Глаза горят победной зеленью.
Три сотни лет Адди училась понимать, какое настроение передает цвет этих глаз. Теперь она уже выучила значение всех оттенков и с одного взгляда догадывается о настроении Люка, его мыслях и желаниях.
Удивительно, что за все эти годы он не научился видеть ее насквозь.
Или, может быть, Люк замечает лишь то, что ожидает: гнев женщины, ее желания, страхи, надежду и похоть – простые, незатейливые сигналы.

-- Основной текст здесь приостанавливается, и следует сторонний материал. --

//! Error types for the PersonaX domain.
//!
//! Uses `thiserror` for ergonomic error definitions.
//! Each bounded context has its own error enum. Every error is `Clone` so a
//! failed [`LazyStream`](crate::stream::LazyStream) can store it and re-raise
//! it when the stream is replayed.

use thiserror::Error;

/// The top-level error type for all PersonaX operations.
#[derive(Debug, Clone, Error)]
pub enum Error {
    // --- Provider transport errors (fatal to the current call) ---
    #[error("Provider error: {0}")]
    Provider(#[from] ProviderError),

    // --- Tool errors that were not recoverable ---
    #[error("Tool error: {0}")]
    Tool(#[from] ToolError),

    // --- Conversation structure ---
    #[error("Ledger error: {0}")]
    Ledger(#[from] LedgerError),

    // --- External resources (REST services) ---
    #[error("Resource error: {0}")]
    Resource(#[from] ResourceError),

    // --- Persona registry ---
    #[error("Registry error: {0}")]
    Registry(#[from] RegistryError),

    // --- Tool-calling loop guard ---
    #[error("Tool-calling loop exceeded {limit} iterations")]
    IterationLimit { limit: u32 },

    // --- Context composition ---
    #[error("Context error: {0}")]
    Context(String),

    // --- Serialization ---
    #[error("Serialization error: {0}")]
    Serialization(String),

    // --- Generic ---
    #[error("Internal error: {0}")]
    Internal(String),
}

impl From<serde_json::Error> for Error {
    fn from(e: serde_json::Error) -> Self {
        Self::Serialization(e.to_string())
    }
}

/// Result type alias using our Error.
pub type Result<T> = std::result::Result<T, Error>;

// --- Bounded context errors ---

#[derive(Debug, Clone, Error)]
pub enum ProviderError {
    #[error("API request failed: {message} (status: {status_code})")]
    ApiError { status_code: u16, message: String },

    #[error("Rate limited by provider, retry after {retry_after_secs}s")]
    RateLimited { retry_after_secs: u64 },

    #[error("Authentication failed: {0}")]
    AuthenticationFailed(String),

    #[error("Malformed provider response: {0}")]
    InvalidResponse(String),

    #[error("Stream interrupted: {0}")]
    StreamInterrupted(String),

    #[error("Provider not configured: {0}")]
    NotConfigured(String),

    #[error("Request timed out: {0}")]
    Timeout(String),

    #[error("Network error: {0}")]
    Network(String),
}

/// Errors raised by a tool or by the tool contract layer.
///
/// Recoverable variants are folded back into the ledger as placeholder
/// results and the tool-calling loop keeps going. `Internal` and
/// `InvalidSpec` are treated as bugs and propagate to the caller.
#[derive(Debug, Clone, Error)]
pub enum ToolError {
    #[error("Tool not found: {0}")]
    NotFound(String),

    #[error("Tool execution failed: {tool_name}: {reason}")]
    Failed { tool_name: String, reason: String },

    #[error("Tool timed out: {tool_name} after {timeout_secs}s")]
    Timeout { tool_name: String, timeout_secs: u64 },

    #[error("Invalid tool arguments: {0}")]
    InvalidArguments(String),

    #[error("Invalid tool definition: {0}")]
    InvalidSpec(String),

    #[error("Unexpected failure in tool {tool_name}: {reason}")]
    Internal { tool_name: String, reason: String },
}

impl ToolError {
    /// Convenience constructor for the domain "tool call failed" error.
    pub fn failed(tool_name: impl Into<String>, reason: impl Into<String>) -> Self {
        Self::Failed {
            tool_name: tool_name.into(),
            reason: reason.into(),
        }
    }

    /// Whether the completion loop may substitute a placeholder and continue.
    pub fn is_recoverable(&self) -> bool {
        matches!(
            self,
            Self::NotFound(_)
                | Self::Failed { .. }
                | Self::Timeout { .. }
                | Self::InvalidArguments(_)
        )
    }
}

/// Violations of the conversation-structure rules.
#[derive(Debug, Clone, PartialEq, Eq, Error)]
pub enum LedgerError {
    #[error("Messages cannot be empty")]
    Empty,

    #[error("First message must be {expected}, got {actual}")]
    InvalidFirstRole { expected: String, actual: String },

    #[error("Last message must be {expected}, got {actual}")]
    InvalidLastRole { expected: String, actual: String },

    #[error("Role {role} is not allowed at position {index}")]
    RoleNotAllowed { role: String, index: usize },

    #[error("Messages must alternate between 'user' and 'assistant' (position {index})")]
    NotAlternating { index: usize },

    #[error("Duplicate tool call id: {0}")]
    DuplicateCallId(String),

    #[error("Tool result references unknown call id: {0}")]
    UnknownCallId(String),

    #[error("Tool call id {0} already has a result")]
    CallAlreadyAnswered(String),
}

/// Errors from REST data sources consumed by tools.
#[derive(Debug, Clone, Error)]
pub enum ResourceError {
    #[error("Request to {endpoint} failed: {reason}")]
    Request { endpoint: String, reason: String },

    #[error("Unexpected status {status} from {endpoint}")]
    Status { endpoint: String, status: u16 },

    #[error("Service rejected the request: {0}")]
    Rejected(String),

    #[error("No data available: {0}")]
    NoData(String),
}

#[derive(Debug, Clone, Error)]
pub enum RegistryError {
    #[error("Persona with id '{0}' is already registered")]
    Duplicate(String),

    #[error("Persona with id '{0}' is not registered")]
    Unknown(String),

    #[error("Invalid persona definition: {0}")]
    Invalid(String),
}
//! A raw-socket HTTP server that replays scripted responses.
//!
//! Each accepted connection gets the next scripted response, written piece
//! by piece with a pause in between so every piece arrives in its own read.

#![allow(dead_code)]

use std::net::SocketAddr;
use std::sync::{Arc, Mutex};
use std::time::Duration;
use tokio::io::{AsyncReadExt, AsyncWriteExt};
use tokio::net::{TcpListener, TcpStream};

/// Raw bytes written for one connection, in separate writes.
pub type Script = Vec<Vec<u8>>;

pub struct MockServer {
    addr: SocketAddr,
    requests: Arc<Mutex<Vec<String>>>,
}

impl MockServer {
    pub async fn start(scripts: Vec<Script>) -> Self {
        let listener = TcpListener::bind("127.0.0.1:0").await.unwrap();
        let addr = listener.local_addr().unwrap();
        let requests = Arc::new(Mutex::new(Vec::new()));
        let seen = Arc::clone(&requests);

        tokio::spawn(async move {
            for script in scripts {
                let Ok((mut socket, _)) = listener.accept().await else {
                    return;
                };
                let request = read_request(&mut socket).await;
                seen.lock().unwrap().push(request);

                for piece in script {
                    if socket.write_all(&piece).await.is_err() {
                        break;
                    }
                    let _ = socket.flush().await;
                    tokio::time::sleep(Duration::from_millis(20)).await;
                }
                let _ = socket.shutdown().await;
            }
        });

        Self { addr, requests }
    }

    pub fn url(&self) -> String {
        format!("http://{}", self.addr)
    }

    /// Raw requests received so far, head and body.
    pub fn requests(&self) -> Vec<String> {
        self.requests.lock().unwrap().clone()
    }
}

async fn read_request(socket: &mut TcpStream) -> String {
    let mut buf = Vec::new();
    let mut chunk = [0u8; 4096];
    loop {
        let n = socket.read(&mut chunk).await.unwrap_or(0);
        if n == 0 {
            break;
        }
        buf.extend_from_slice(&chunk[..n]);

        if let Some(end) = buf.windows(4).position(|w| w == b"\r\n\r\n") {
            let head = String::from_utf8_lossy(&buf[..end]).to_ascii_lowercase();
            let length = head
                .lines()
                .find_map(|l| l.strip_prefix("content-length:"))
                .and_then(|v| v.trim().parse::<usize>().ok())
                .unwrap_or(0);
            if buf.len() >= end + 4 + length {
                break;
            }
        }
    }
    String::from_utf8_lossy(&buf).into_owned()
}

/// A complete response with a fixed-length body.
pub fn respond(status: &str, headers: &[(&str, &str)], body: &str) -> Script {
    let mut head = format!("HTTP/1.1 {status}\r\nContent-Length: {}\r\nConnection: close\r\n", body.len());
    for (name, value) in headers {
        head.push_str(&format!("{name}: {value}\r\n"));
    }
    head.push_str("\r\n");
    head.push_str(body);
    vec![head.into_bytes()]
}

/// A chunked `200 OK` event stream, one HTTP chunk per piece. Without
/// `terminate` the connection closes mid-body.
pub fn event_stream(pieces: &[&[u8]], terminate: bool) -> Script {
    let mut script = vec![
        b"HTTP/1.1 200 OK\r\nContent-Type: text/event-stream\r\nTransfer-Encoding: chunked\r\nConnection: close\r\n\r\n"
            .to_vec(),
    ];
    for piece in pieces {
        let mut chunk = format!("{:x}\r\n", piece.len()).into_bytes();
        chunk.extend_from_slice(piece);
        chunk.extend_from_slice(b"\r\n");
        script.push(chunk);
    }
    if terminate {
        script.push(b"0\r\n\r\n".to_vec());
    }
    script
}

/// SSE framing for a list of `data:` payloads.
pub fn sse(events: &[&str]) -> String {
    events.iter().map(|e| format!("data: {e}\n\n")).collect()
}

Однако так и не научился разгадывать ее лукавство или ухищрения, разбираться в деталях поведения, улавливать тончайшие нюансы ее речи.
Адди смотрит на него и думает обо всем, что могли бы поведать ему ее глаза.
О том, что он сделал огромную ошибку.
Дьявол кроется в деталях, и Люк упустил самое важное.
Конечно, это лишь придирки к формулировкам, но он сам научил ее, что слова – это все. Когда Адди ставила условия новой сделки, она не говорила «навсегда». Лишь – «пока ты хочешь, чтобы я была рядом».
А ведь это совсем не одно и то же.
Если бы ее глаза могли говорить – они бы смеялись.
Объяснили бы ему, что он слишком капризный бог. Что задолго до того, как полюбить Адди, Люк ненавидел ее и сводил с ума. Со своей безупречной памятью она досконально разучила его козни, выучилась той же жестокости. На это у нее было три сотни лет, и теперь она сотворит из своей мести шедевр.
Возможно, уйдет лет двадцать.
Возможно, целая сотня.
Но Люк неспособен любить, и она это докажет.
Адди его уничтожит, разрушит саму мысль, что они должны быть вместе.
Сведет его с ума и отпугнет от себя.
А потом наконец он вышвырнет ее вон. И вот тогда Адди будет свободна!
Она мечтает сказать все это Люку, просто чтобы увидеть, какого цвета станут его глаза. Какой оттенок у поражения? Какая зелень у неудач и проигрышей?
Но чему он ее научил, так это терпению.
Поэтому Адди не говорит, что началась новая игра, и у этой игры – новые правила. Не говорит о новой битве, которая уже в разгаре.
Лишь, улыбнувшись, ставит книгу на полку и следует за ним во тьму.